By Jordan Wright (Photo, Michael deBlois)
When Lillian Hellman wrote “The Children’s Hour” in 1934, it was a very different time — or was it? Hellman was an original, a maverick whose antifascist writings branded her a communist. She was later summoned to the House Un-American Activities Committee to inform on her fellow writers.
Her response to the committee revealed an early feminist who would defend her rights and those of others. In her writings, Hellman concerned herself with social issues of the day; in this drama, she points the spotlight on intolerance and fear mongering.

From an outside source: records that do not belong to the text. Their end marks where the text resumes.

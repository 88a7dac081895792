//! Channel plumbing between the frame path and the announcement worker

use std::sync::Arc;

use tokio::sync::mpsc;
use tracing::{debug, warn};

use crate::{Announcer, Notification};

/// Default queue depth; far more than a frame loop can produce per second
const QUEUE_CAPACITY: usize = 64;

/// Cloneable sender held by the frame path.
///
/// Dispatch never blocks: a full queue drops the notification with a
/// warning, and a stopped worker turns dispatch into a no-op.
#[derive(Debug, Clone)]
pub struct NotifierHandle {
    tx: mpsc::Sender<Notification>,
}

impl NotifierHandle {
    /// Hand a notification to the worker, fire-and-forget
    pub fn dispatch(&self, notification: Notification) {
        match self.tx.try_send(notification) {
            Ok(()) => {}
            Err(mpsc::error::TrySendError::Full(dropped)) => {
                warn!(?dropped, "notification queue full, dropping");
            }
            Err(mpsc::error::TrySendError::Closed(_)) => {
                debug!("notification worker stopped");
            }
        }
    }
}

/// Worker draining the queue and forwarding announcements
pub struct NotificationWorker {
    receiver: mpsc::Receiver<Notification>,
    announcer: Arc<dyn Announcer>,
}

impl NotificationWorker {
    /// Create a handle/worker pair with the given queue depth
    pub fn channel(announcer: Arc<dyn Announcer>, capacity: usize) -> (NotifierHandle, Self) {
        let (tx, rx) = mpsc::channel(capacity);
        (
            NotifierHandle { tx },
            Self {
                receiver: rx,
                announcer,
            },
        )
    }

    /// Spawn the worker onto the runtime and return the dispatch handle.
    ///
    /// The task runs until every handle is dropped; notifications already in
    /// the queue are delivered even after the frame loop stops.
    pub fn spawn(announcer: Arc<dyn Announcer>) -> NotifierHandle {
        let (handle, mut worker) = Self::channel(announcer, QUEUE_CAPACITY);
        tokio::spawn(async move { worker.run().await });
        handle
    }

    /// Drain notifications until the channel closes
    pub async fn run(&mut self) {
        while let Some(notification) = self.receiver.recv().await {
            debug!(?notification, "dispatching notification");
            if let Some(message) = notification.spoken_message() {
                self.announcer.announce(&message);
            }
        }
        debug!("notification channel closed");
    }
}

In Port City Playhouse’s latest production, a willful girl claims to have seen and/or heard — depending on her revisionist fantasies — a liaison between the two headmistresses at her posh boarding school. The cast includes nine schoolgirls, a daft aunt, a wealthy grandmother and her housemaid, and a doctor, who’s the fiancé to one of the headmistresses. The play is actually based on factual events that occurred at a Scotland boarding school for girls in 1810.

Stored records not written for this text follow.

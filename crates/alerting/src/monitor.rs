//! Target Monitor Implementation

use serde::{Deserialize, Serialize};
use thiserror::Error;
use tracing::{debug, info};

/// Target submission errors
#[derive(Error, Debug, Clone, PartialEq, Eq)]
pub enum TargetError {
    #[error("target must be a whole number, got {0:?}")]
    NotANumber(String),

    #[error("target must be greater than zero")]
    NotPositive,
}

/// Target state as shown to the display layer
#[derive(Debug, Clone, Copy, PartialEq, Eq, Serialize, Deserialize)]
#[serde(rename_all = "snake_case", tag = "state", content = "target")]
pub enum TargetStatus {
    NotSet,
    Set(u32),
    Achieved,
}

/// Tracks the caller's rep target and fires once when it is reached.
///
/// A count reset elsewhere in the pipeline does not clear a submitted
/// target; the target keeps counting against post-reset reps.
#[derive(Debug, Default)]
pub struct TargetMonitor {
    /// Pending target, cleared when reached
    target: Option<u32>,
    /// Whether the last submitted target was reached
    achieved: bool,
}

impl TargetMonitor {
    /// Create a monitor with no target set
    pub fn new() -> Self {
        Self::default()
    }

    /// Parse and store a target from caller text.
    ///
    /// Rejects non-numeric and non-positive input without touching a
    /// previously submitted target.
    pub fn submit(&mut self, text: &str) -> Result<u32, TargetError> {
        let trimmed = text.trim();
        let value: u32 = trimmed
            .parse()
            .map_err(|_| TargetError::NotANumber(trimmed.to_string()))?;
        if value == 0 {
            return Err(TargetError::NotPositive);
        }

        info!(target = value, "rep target set");
        self.target = Some(value);
        self.achieved = false;
        Ok(value)
    }

    /// Check a count update against the target.
    ///
    /// Returns the final count the first time the target is met, then clears
    /// the target so the same submission cannot refire. No-op when no target
    /// is set.
    pub fn on_count(&mut self, count: u32) -> Option<u32> {
        let target = self.target?;
        if count < target {
            debug!(count, target, "target not yet reached");
            return None;
        }

        info!(count, target, "rep target reached");
        self.target = None;
        self.achieved = true;
        Some(count)
    }

    /// Pending target, if any
    pub fn target(&self) -> Option<u32> {
        self.target
    }

    /// Display state for the UI layer
    pub fn status(&self) -> TargetStatus {
        match self.target {
            Some(n) => TargetStatus::Set(n),
            None if self.achieved => TargetStatus::Achieved,
            None => TargetStatus::NotSet,
        }
    }
}
//! Notification Dispatch
//!
//! Converts counting events into outbound announcements without ever
//! blocking the frame-processing path. Events carry value snapshots taken at
//! dispatch time; the worker never sees live counter state.

mod dispatch;

pub use dispatch::{NotificationWorker, NotifierHandle};

use serde::{Deserialize, Serialize};

/// A counting event, snapshotted at dispatch time
#[derive(Debug, Clone, Copy, PartialEq, Eq, Serialize, Deserialize)]
#[serde(rename_all = "snake_case", tag = "kind")]
pub enum Notification {
    /// A repetition completed
    RepCompleted { count: u32 },

    /// The submitted target was reached
    TargetReached { count: u32 },
}

impl Notification {
    /// Spoken message for the announcer collaborator.
    ///
    /// Rep completions produce no speech; the count display is the UI
    /// collaborator's concern.
    pub fn spoken_message(&self) -> Option<String> {
        match self {
            Notification::RepCompleted { .. } => None,
            Notification::TargetReached { count } => Some(format!(
                "Congratulations! You have completed your target of {count}."
            )),
        }
    }
}

/// External speech/sound collaborator seam
pub trait Announcer: Send + Sync + 'static {
    /// Deliver one spoken message. May take arbitrarily long; the worker
    /// task absorbs the latency.
    fn announce(&self, message: &str);
}

/// Announcer that logs instead of speaking, for headless runs
pub struct LogAnnouncer;

impl Announcer for LogAnnouncer {
    fn announce(&self, message: &str) {
        tracing::info!(message, "announcement");
    }
}
//! Target Alerting
//!
//! Tracks an optional repetition target and decides, on every count update,
//! whether the target-reached notification should fire. Firing is one-shot
//! per submitted target.

mod monitor;

pub use monitor::{TargetError, TargetMonitor, TargetStatus};
//! Per-frame analysis results

use serde::{Deserialize, Serialize};

use crate::classifier::PostureSignal;
use crate::state::Phase;

/// Complete result of folding one frame into the engine
#[derive(Debug, Clone, Serialize, Deserialize)]
pub struct FrameAnalysis {
    /// Whether the shoulder/elbow landmarks were all present
    pub joints_detected: bool,

    /// Raw posture reading for this frame
    pub signal: PostureSignal,

    /// Phase after the transition
    pub phase: Phase,

    /// Cumulative count after the transition
    pub count: u32,

    /// New count, set when this frame completed a repetition
    #[serde(skip_serializing_if = "Option::is_none")]
    pub rep_completed: Option<u32>,
}

impl FrameAnalysis {
    /// Whether this frame completed a repetition
    pub fn completed_rep(&self) -> bool {
        self.rep_completed.is_some()
    }
}
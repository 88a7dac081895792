//! Session Control Routes

use axum::{extract::State, http::StatusCode, Json};
use serde::{Deserialize, Serialize};
use std::sync::Arc;
use tokio::sync::RwLock;

use alerting::TargetStatus;
use rep_engine::Phase;
use session::EventRecord;

use crate::AppState;

/// Request body for target submission
#[derive(Debug, Deserialize)]
pub struct TargetRequest {
    /// Raw caller text; validated by the pipeline
    pub target: String,
}

/// Response for accepted targets
#[derive(Debug, Serialize)]
pub struct TargetResponse {
    pub target: u32,
}

/// Error body for rejected operations
#[derive(Debug, Serialize)]
pub struct ErrorResponse {
    pub error: String,
}

/// Full pipeline status
#[derive(Debug, Serialize)]
pub struct StatusResponse {
    pub session_id: String,
    pub running: bool,
    pub count: u32,
    pub phase: Phase,
    pub target: TargetStatus,
    pub recent_events: Vec<EventRecord>,
}

/// Response for session lifecycle operations
#[derive(Debug, Serialize)]
pub struct SessionResponse {
    pub running: bool,
    pub count: u32,
}

/// Submit a rep target
pub async fn submit_target(
    State(state): State<Arc<RwLock<AppState>>>,
    Json(request): Json<TargetRequest>,
) -> Result<Json<TargetResponse>, (StatusCode, Json<ErrorResponse>)> {
    let mut state = state.write().await;
    match state.tracker.submit_target(&request.target) {
        Ok(target) => Ok(Json(TargetResponse { target })),
        Err(e) => Err((
            StatusCode::UNPROCESSABLE_ENTITY,
            Json(ErrorResponse {
                error: e.to_string(),
            }),
        )),
    }
}

/// Reset the count. The target, if set, stays armed.
pub async fn reset_count(State(state): State<Arc<RwLock<AppState>>>) -> Json<SessionResponse> {
    let mut state = state.write().await;
    state.tracker.reset_count();
    Json(SessionResponse {
        running: state.tracker.is_running(),
        count: state.tracker.count(),
    })
}

/// Start accepting frames
pub async fn start_session(State(state): State<Arc<RwLock<AppState>>>) -> Json<SessionResponse> {
    let mut state = state.write().await;
    state.tracker.start();
    Json(SessionResponse {
        running: true,
        count: state.tracker.count(),
    })
}

/// Stop accepting frames. Counts survive.
pub async fn stop_session(State(state): State<Arc<RwLock<AppState>>>) -> Json<SessionResponse> {
    let mut state = state.write().await;
    state.tracker.stop();
    Json(SessionResponse {
        running: false,
        count: state.tracker.count(),
    })
}

/// Get pipeline status
pub async fn get_status(State(state): State<Arc<RwLock<AppState>>>) -> Json<StatusResponse> {
    let state = state.read().await;
    Json(StatusResponse {
        session_id: state.tracker.id().to_string(),
        running: state.tracker.is_running(),
        count: state.tracker.count(),
        phase: state.tracker.phase(),
        target: state.tracker.target_status(),
        recent_events: state.tracker.recent_events().iter().cloned().collect(),
    })
}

Mary Tilford is the original bad seed. “I’m always getting punished for everything,” she whines to her gullible grandmother in hopes of leaving school.

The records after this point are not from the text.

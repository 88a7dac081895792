//! Posture classification from joint geometry

use pose_frame::{Joint, JointFrame};
use serde::{Deserialize, Serialize};

use crate::config::EngineConfig;

/// Per-frame posture reading, derived and stateless
#[derive(Debug, Clone, Copy, PartialEq, Eq, Serialize, Deserialize)]
#[serde(rename_all = "snake_case")]
pub enum PostureSignal {
    /// Both shoulders at or below their elbows (lowered posture)
    Down,
    /// Both shoulders at or above their elbows (raised posture)
    Up,
    /// Ambiguous geometry or insufficient landmarks
    Neither,
}

/// Whether the frame carries every landmark the classifier reads
pub fn has_required_joints(frame: &JointFrame) -> bool {
    frame.contains(Joint::LeftShoulder)
        && frame.contains(Joint::LeftElbow)
        && frame.contains(Joint::RightShoulder)
        && frame.contains(Joint::RightElbow)
}

/// Classify one frame's posture.
///
/// Missing landmarks yield `Neither` silently; transient detection loss must
/// hold the phase, not corrupt it. The down check runs first and wins when
/// shoulders and elbows are exactly level.
pub fn classify(frame: &JointFrame, config: &EngineConfig) -> PostureSignal {
    if frame.len() < config.min_landmarks {
        return PostureSignal::Neither;
    }

    let (Some(left_shoulder), Some(left_elbow), Some(right_shoulder), Some(right_elbow)) = (
        frame.get(Joint::LeftShoulder),
        frame.get(Joint::LeftElbow),
        frame.get(Joint::RightShoulder),
        frame.get(Joint::RightElbow),
    ) else {
        return PostureSignal::Neither;
    };

    // Image coordinates grow downward: y(shoulder) >= y(elbow) means the
    // shoulder is at or below the elbow.
    if left_shoulder.y >= left_elbow.y && right_shoulder.y >= right_elbow.y {
        PostureSignal::Down
    } else if left_shoulder.y <= left_elbow.y && right_shoulder.y <= right_elbow.y {
        PostureSignal::Up
    } else {
        PostureSignal::Neither
    }
}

As she ratchets up her stories to make her case — “They’ll kill me. They’ve got secrets … funny ones.” — the old lady softens, believing her scandalous tale.When Mary spreads the vicious lies to all of the children’s parents, it brings about the destruction of the headmistresses’ reputations and that of their newly established school.
The story is gripping and, despite some uneven performances, a fine play that you may remember was turned into a movie in 1961 starring Audrey Hepburn and Shirley MacLaine, with James Garner in the role of the doctor and cousin to Mrs. Tilford.
Katelyn Wattendorf is commanding as the evil-minded and manipulative Mary Tilford, a sociopathic bully who threatens and cajoles in equal measure. Jenni Patton, who plays Mary’s tortured schoolmate, Rosalie Wells, provides the perfect counterbalance with a convincing performance.
Michelle McBeth, playing Karen Wright, headmistress and fiancée to Dr. Cardin, and Chelsey Megli, as her cohort Martha Dobie, give nuanced performances as the accused women. Carole Steele, in the role of the unduly moralistic Amelia Tilford, contributes the right measure of grace and iron, while Robin Ann Carter, who was unsteady as the eccentric Mrs. Mortar, played it for laughs in flamboyant Auntie Mame style.
Unfortunately the slow pace in the second act threatened to derail the dramatic buildup. Hopefully the cast and crew iron out the kinks over the next week.
A clever set design by Raedun de Alba serves as a living room and classroom at the school and later, gussied up with lace and bric-a-brac, as Mrs. Tilford’s drawing room. Scenes with the girls reading aloud parts from Shakespeare’s “Antony and Cleopatra” lend credence to Hellman’s re-imagined setting at an all-girls school in Lancet, Mass., in 1934. Costume designs by Kit Sibley and Jean Schlichting echo the prim school uniforms and dowager dresses and lace-up footwear of the day.